The first laboratory to realize the CAP samples included H2N2 was the National Microbiology Laboratory in Winnipeg, Manitoba, when it identified the virus March 25 in a batch and alerted Canadian and international officials.
Schwartz said the CAP was not informed of this until April 8, when CDC officials notified them. The CDC learned of the situation when they were notified by Canadian authorities earlier that day.
Also at the time, CDC officials were in the process of deciding whether to increase the safety level required for working with influenza viruses, Schwartz said. The viruses currently are classified as Biosafety Level II organisms and officials were considering raising the rating to BSL III, he said.
The CDC concluded that for precaution's sake, all the samples should be destroyed, he added.
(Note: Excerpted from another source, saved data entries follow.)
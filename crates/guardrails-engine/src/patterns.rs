//! Pattern lexicons for prompt classification and output scanning.
//!
//! Every lexicon is a named, ordered table of `(Regex, description)` tuples
//! compiled once at startup. Keeping the rulesets here, away from control
//! flow, lets them be audited and extended without touching the classifiers.

use lazy_static::lazy_static;
use regex::Regex;

lazy_static! {
    /// Attempts to override system behavior or escape the editing role.
    pub static ref INJECTION_PATTERNS: Vec<(Regex, &'static str)> = vec![
        (
            Regex::new(r"(?i)\b(ignore|disregard|forget)\s+(all\s+|any\s+)?(previous|prior|above|your|earlier)\s+(instructions?|prompts?|rules?|directions?)").unwrap(),
            "attempt to discard prior instructions",
        ),
        (
            Regex::new(r"(?im)^\s*(system|assistant)\s*:").unwrap(),
            "role prefix impersonating a system message",
        ),
        (
            Regex::new(r"(?i)\bnew\s+instructions?\s*:").unwrap(),
            "attempt to supply replacement instructions",
        ),
        (
            Regex::new(r"(?i)\bpretend\s+(you\s+are|to\s+be)\b").unwrap(),
            "attempt to reassign the assistant's role",
        ),
        (
            Regex::new(r"(?i)\byou\s+are\s+now\b").unwrap(),
            "attempt to reassign the assistant's role",
        ),
        (
            Regex::new(r"(?i)\bjailbreak").unwrap(),
            "jailbreak request",
        ),
        (
            Regex::new(r"(?i)\bdeveloper\s+mode\b").unwrap(),
            "developer-mode request",
        ),
        (
            Regex::new(r"(?i)\boverride\s+(your|the)\s+(instructions?|rules?|system|guardrails?)\b").unwrap(),
            "attempt to override system behavior",
        ),
    ];

    /// Direct manipulation of monetary or quantity values, or of the
    /// data-binding markers themselves.
    pub static ref DATA_TAMPERING_PATTERNS: Vec<(Regex, &'static str)> = vec![
        (
            Regex::new(r"(?i)\b(change|set|update|make|alter|edit)\s+(the\s+)?(unit\s+)?(price|prices|total|totals|amount|amounts|subtotal|balance|quantity|qty|cost|costs)\b[^.?!]*\bto\b").unwrap(),
            "direct edit of a monetary or quantity value",
        ),
        (
            Regex::new(r"(?i)\b(increase|decrease|double|halve|inflate|bump)\s+(the\s+)?(price|prices|total|totals|amount|subtotal|balance|quantity|qty)\b").unwrap(),
            "direct adjustment of a monetary or quantity value",
        ),
        (
            Regex::new(r"(?i)\bchange\s*\{\{[^}]*\}\}\s*to\b").unwrap(),
            "direct edit of a data-binding marker",
        ),
        (
            Regex::new(r"(?i)\b(remove|delete|strip)\s+(the\s+)?\{\{[^}]*\}\}").unwrap(),
            "removal of a data-binding marker",
        ),
    ];

    /// Wholesale document erasure.
    pub static ref DESTRUCTIVE_PATTERNS: Vec<(Regex, &'static str)> = vec![
        (
            Regex::new(r"(?i)\b(delete|remove|erase)\s+(all|everything|the\s+(entire|whole))\b").unwrap(),
            "wholesale deletion of document content",
        ),
        (
            Regex::new(r"(?i)\bclear\s+(the\s+)?(document|page|invoice|template|content)\b").unwrap(),
            "request to clear the document",
        ),
        (
            Regex::new(r"(?i)\bwipe\b").unwrap(),
            "request to wipe the document",
        ),
        (
            Regex::new(r"(?i)\bmake\s+(it|the\s+(document|page|invoice))\s+(blank|empty)\b").unwrap(),
            "request to blank the document",
        ),
        (
            Regex::new(r"(?i)\bdestroy\b").unwrap(),
            "request to destroy content",
        ),
    ];

    /// Requests for script tags, event handlers, iframes, or raw JavaScript.
    pub static ref EXECUTABLE_CONTENT_PATTERNS: Vec<(Regex, &'static str)> = vec![
        (
            Regex::new(r"(?i)<\s*script").unwrap(),
            "literal script tag in the instruction",
        ),
        (
            Regex::new(r"(?i)<\s*iframe").unwrap(),
            "literal iframe tag in the instruction",
        ),
        (
            Regex::new(r"(?i)\b(add|insert|include|embed|put|inject|run|execute)\b[^.?!]*\b(script|scripts|javascript|js\s+code)\b").unwrap(),
            "request to add executable script content",
        ),
        (
            Regex::new(r"(?i)\b(add|insert|include|embed)\b[^.?!]*\biframe\b").unwrap(),
            "request to embed an iframe",
        ),
        (
            Regex::new(r"(?i)\bon(click|load|error|mouseover|mouseout|focus|blur|change|submit)\s*=").unwrap(),
            "inline event-handler attribute in the instruction",
        ),
        (
            Regex::new(r"(?i)javascript\s*:").unwrap(),
            "javascript: URL scheme in the instruction",
        ),
        (
            Regex::new(r"(?i)\bevent\s+handlers?\b").unwrap(),
            "request for event-handler wiring",
        ),
    ];

    /// Whimsical or decorative effects that are off-brand for business
    /// documents.
    pub static ref UNPROFESSIONAL_PATTERNS: Vec<(Regex, &'static str)> = vec![
        (
            Regex::new(r"(?i)\bconfetti\b").unwrap(),
            "confetti effect",
        ),
        (
            Regex::new(r"(?i)\bcomic\s*sans\b").unwrap(),
            "Comic Sans font",
        ),
        (
            Regex::new(r"(?i)\brainbow\b").unwrap(),
            "rainbow coloring",
        ),
        (
            Regex::new(r"(?i)\bsparkl\w*\b").unwrap(),
            "sparkle effect",
        ),
        (
            Regex::new(r"(?i)\bglitter\w*\b").unwrap(),
            "glitter effect",
        ),
        (
            Regex::new(r"(?i)\bemojis?\b").unwrap(),
            "emoji decoration",
        ),
        (
            Regex::new(r"(?i)\bballoons?\b").unwrap(),
            "balloon decoration",
        ),
        (
            Regex::new(r"(?i)\bparty\s+(theme|style|mode|vibe)\b").unwrap(),
            "party theming",
        ),
    ];

    /// Reordering, grouping, or aggregation of repeated data. Advisory only.
    pub static ref STRUCTURAL_PATTERNS: Vec<(Regex, &'static str)> = vec![
        (
            Regex::new(r"(?i)\bgroup\b[^.?!]*\bby\b").unwrap(),
            "grouping of repeated data",
        ),
        (
            Regex::new(r"(?i)\bsort\b[^.?!]*\bby\b").unwrap(),
            "sorting of repeated data",
        ),
        (
            Regex::new(r"(?i)\b(reorder|rearrange|reorganize)\b").unwrap(),
            "reordering of document data",
        ),
        (
            Regex::new(r"(?i)\bcombine\b").unwrap(),
            "combining of data rows",
        ),
        (
            Regex::new(r"(?i)\bmerge\s+(the\s+)?(rows?|cells?|columns?|items?|lines?|tables?)\b").unwrap(),
            "merging of data rows",
        ),
        (
            Regex::new(r"(?i)\baggregate\b").unwrap(),
            "aggregation of repeated data",
        ),
        (
            Regex::new(r"(?i)\bsubtotals?\s+by\b").unwrap(),
            "regrouped subtotals",
        ),
    ];

    /// Unprofessional content actually present in rendered output. The
    /// prompt lexicon above covers requests; this one catches an LLM adding
    /// such content unprompted.
    pub static ref UNPROFESSIONAL_OUTPUT_MARKERS: Vec<(Regex, &'static str)> = vec![
        (
            Regex::new(r"(?i)comic\s*sans").unwrap(),
            "Comic Sans font stack",
        ),
        (
            Regex::new(r"(?i)\bconfetti\b").unwrap(),
            "confetti content",
        ),
        (
            Regex::new(r"(?i)\brainbow\b").unwrap(),
            "rainbow styling",
        ),
        (
            Regex::new(r"(?i)\bsparkl\w*\b").unwrap(),
            "sparkle styling",
        ),
        (
            Regex::new(r"[\u{1F389}\u{1F38A}\u{2728}\u{1F388}\u{1F973}\u{1F4A5}]").unwrap(),
            "celebratory emoji",
        ),
    ];
}

/// Field-name keywords that mark a placeholder as grand-total-class.
/// Losing one of these is always a critical violation, even when the
/// per-template config lists nothing.
pub const CRITICAL_FIELD_KEYWORDS: &[&str] = &["total", "grand", "amount", "balance", "due"];

/// True when the field name carries a grand-total-class keyword.
pub fn is_critical_field_name(name: &str) -> bool {
    let name_lower = name.to_lowercase();
    CRITICAL_FIELD_KEYWORDS
        .iter()
        .any(|kw| name_lower.contains(kw))
}

/// Extract a snippet around a pattern match (up to ~100 characters of
/// surrounding context), for violation reporting.
pub fn snippet_around(text: &str, start: usize, end: usize) -> String {
    let from = floor_char_boundary(text, start.saturating_sub(50));
    let to = ceil_char_boundary(text, (end + 50).min(text.len()));
    format!("...{}...", text[from..to].trim())
}

fn floor_char_boundary(text: &str, mut idx: usize) -> usize {
    while idx > 0 && !text.is_char_boundary(idx) {
        idx -= 1;
    }
    idx
}

fn ceil_char_boundary(text: &str, mut idx: usize) -> usize {
    while idx < text.len() && !text.is_char_boundary(idx) {
        idx += 1;
    }
    idx
}
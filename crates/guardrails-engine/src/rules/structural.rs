use shared_types::StructuralAdvisory;

use crate::patterns::STRUCTURAL_PATTERNS;

/// Warning surfaced to the user when an instruction implies reshaping
/// repeated data rather than pure styling.
const STRUCTURAL_WARNING: &str = "This type of edit can change data relationships \
     (grouping, ordering, or aggregation). Review the result carefully before sending.";

/// Flag instructions that imply reordering, grouping, sorting, or
/// aggregating repeated data. Advisory only: the caller decides whether to
/// surface the warning, and the request is never blocked on this basis.
pub fn detect_structural_request(prompt: &str) -> StructuralAdvisory {
    let is_structural = STRUCTURAL_PATTERNS.iter().any(|(re, _)| re.is_match(prompt));

    StructuralAdvisory {
        is_structural,
        warning: is_structural.then(|| STRUCTURAL_WARNING.to_string()),
    }
}
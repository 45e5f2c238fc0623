//! Diagonal text watermark overlay.

use lazy_static::lazy_static;
use regex::Regex;

use crate::anchors::{escape_html, insert_content_block};
use crate::catalog::Applied;

/// Marker class injected with the overlay; its presence means the effect
/// is already applied.
pub const MARKER: &str = "glyph-watermark";

const DEFAULT_LABEL: &str = "DRAFT";

lazy_static! {
    static ref RECOGNIZE_RE: Regex = Regex::new(r"(?i)\bwater\s?mark\b").unwrap();
    static ref QUOTED_RE: Regex = Regex::new(r#""([^"]+)"|'([^']+)'"#).unwrap();
    static ref LABEL_RE: Regex =
        Regex::new(r"(?i)\b(draft|paid|confidential|copy|urgent|approved|void|sample)\b").unwrap();
}

pub fn recognize(prompt: &str) -> bool {
    RECOGNIZE_RE.is_match(prompt)
}

pub fn applied(html: &str) -> bool {
    html.contains(MARKER)
}

/// Quoted text wins over known label words; everything else gets DRAFT.
fn label(prompt: &str) -> String {
    if let Some(caps) = QUOTED_RE.captures(prompt) {
        if let Some(m) = caps.get(1).or_else(|| caps.get(2)) {
            return m.as_str().to_string();
        }
    }
    LABEL_RE
        .find(prompt)
        .map(|m| m.as_str().to_uppercase())
        .unwrap_or_else(|| DEFAULT_LABEL.to_string())
}

pub fn apply(html: &str, prompt: &str) -> Applied {
    let label = label(prompt);
    let fragment = format!(
        "<div class=\"{MARKER}\" style=\"position: fixed; top: 45%; left: 10%; \
         transform: rotate(-30deg); font-size: 72px; font-weight: bold; \
         color: rgba(180, 180, 180, 0.45); letter-spacing: 8px; \
         pointer-events: none; z-index: 9999;\">{}</div>\n",
        escape_html(&label)
    );
    Applied {
        html: insert_content_block(html, &fragment),
        change: format!("Added \"{label}\" watermark"),
    }
}

#[cfg(test)]
mod tests {
    use super::*;

    #[test]
    fn test_recognizes_watermark_requests() {
        assert!(recognize("Add a watermark"));
        assert!(recognize("put a water mark on this"));
        assert!(!recognize("make the header blue"));
    }

    #[test]
    fn test_label_from_known_word() {
        assert_eq!(label("add a paid watermark"), "PAID");
        assert_eq!(label("CONFIDENTIAL watermark please"), "CONFIDENTIAL");
    }

    #[test]
    fn test_label_from_quoted_text() {
        assert_eq!(label(r#"watermark saying "Internal Use""#), "Internal Use");
    }

    #[test]
    fn test_label_defaults_to_draft() {
        assert_eq!(label("add a watermark"), "DRAFT");
    }

    #[test]
    fn test_apply_injects_marker_and_label() {
        let out = apply("<html><body><p>x</p></body></html>", "add a VOID watermark");
        assert!(out.html.contains(MARKER));
        assert!(out.html.contains(">VOID</div>"));
        assert!(out.change.contains("VOID"));
        assert!(applied(&out.html));
    }

    #[test]
    fn test_quoted_label_is_escaped() {
        let out = apply("<body></body>", r#"watermark saying "<b>X</b>""#);
        assert!(out.html.contains("&lt;b&gt;X&lt;/b&gt;"));
    }
}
Gerberding said Wednesday the CDC considers the best level of protection when dealing with novel flu strains to be BSL III and "will be urgently recommending" labs use a higher level of precautions when working with any unusual flu viruses.
April 8 -- the same day it was informed about the situation -- the CAP contacted all labs that received H2N2 requesting all the samples be destroyed. The organization issued another request to the labs Tuesday, this time asking for confirmation of the destruction and to notify national authorities of any case of respiratory disease among laboratory workers.
Schwartz said he thinks nearly all of the samples have been destroyed by now.
"We've received back well over 1,000 attestation statements," he said and added he received three of the samples in his own lab -- which has destroyed them.
Although the incident was "very regrettable," Schwartz said the procedures in place at labs most likely would have prevented anybody from becoming infected.
Biolab personnel are skilled and trained in handling dangerous specimens, he said, and noted that in addition to handling flu samples they routinely handle specimens from patients infected with unknown pathogens. In such cases, personnel apply safety procedures so they would not have done anything differently even if they had known the specimens included H2N2, he said.
Almost all of the approximately 4,000 labs that received the samples are located in the United States, with 16 in Canada and 61 in other countries, including Bermuda, Belgium, Brazil, Chile, France, Germany, Hong Kong, Israel, Italy, Japan, Lebanon, Mexico, The Republic of Korea, Saudi Arabia, Singapore and Taiwan.
Schwarz said there may be other labs that received H2N2 samples. Three other groups -- the American Association of Family Practitioners, the American Association of Bioanalysts and Medical Lab Evaluators -- distributed the same H2N2 specimens used by CAP to additional laboratories, he said.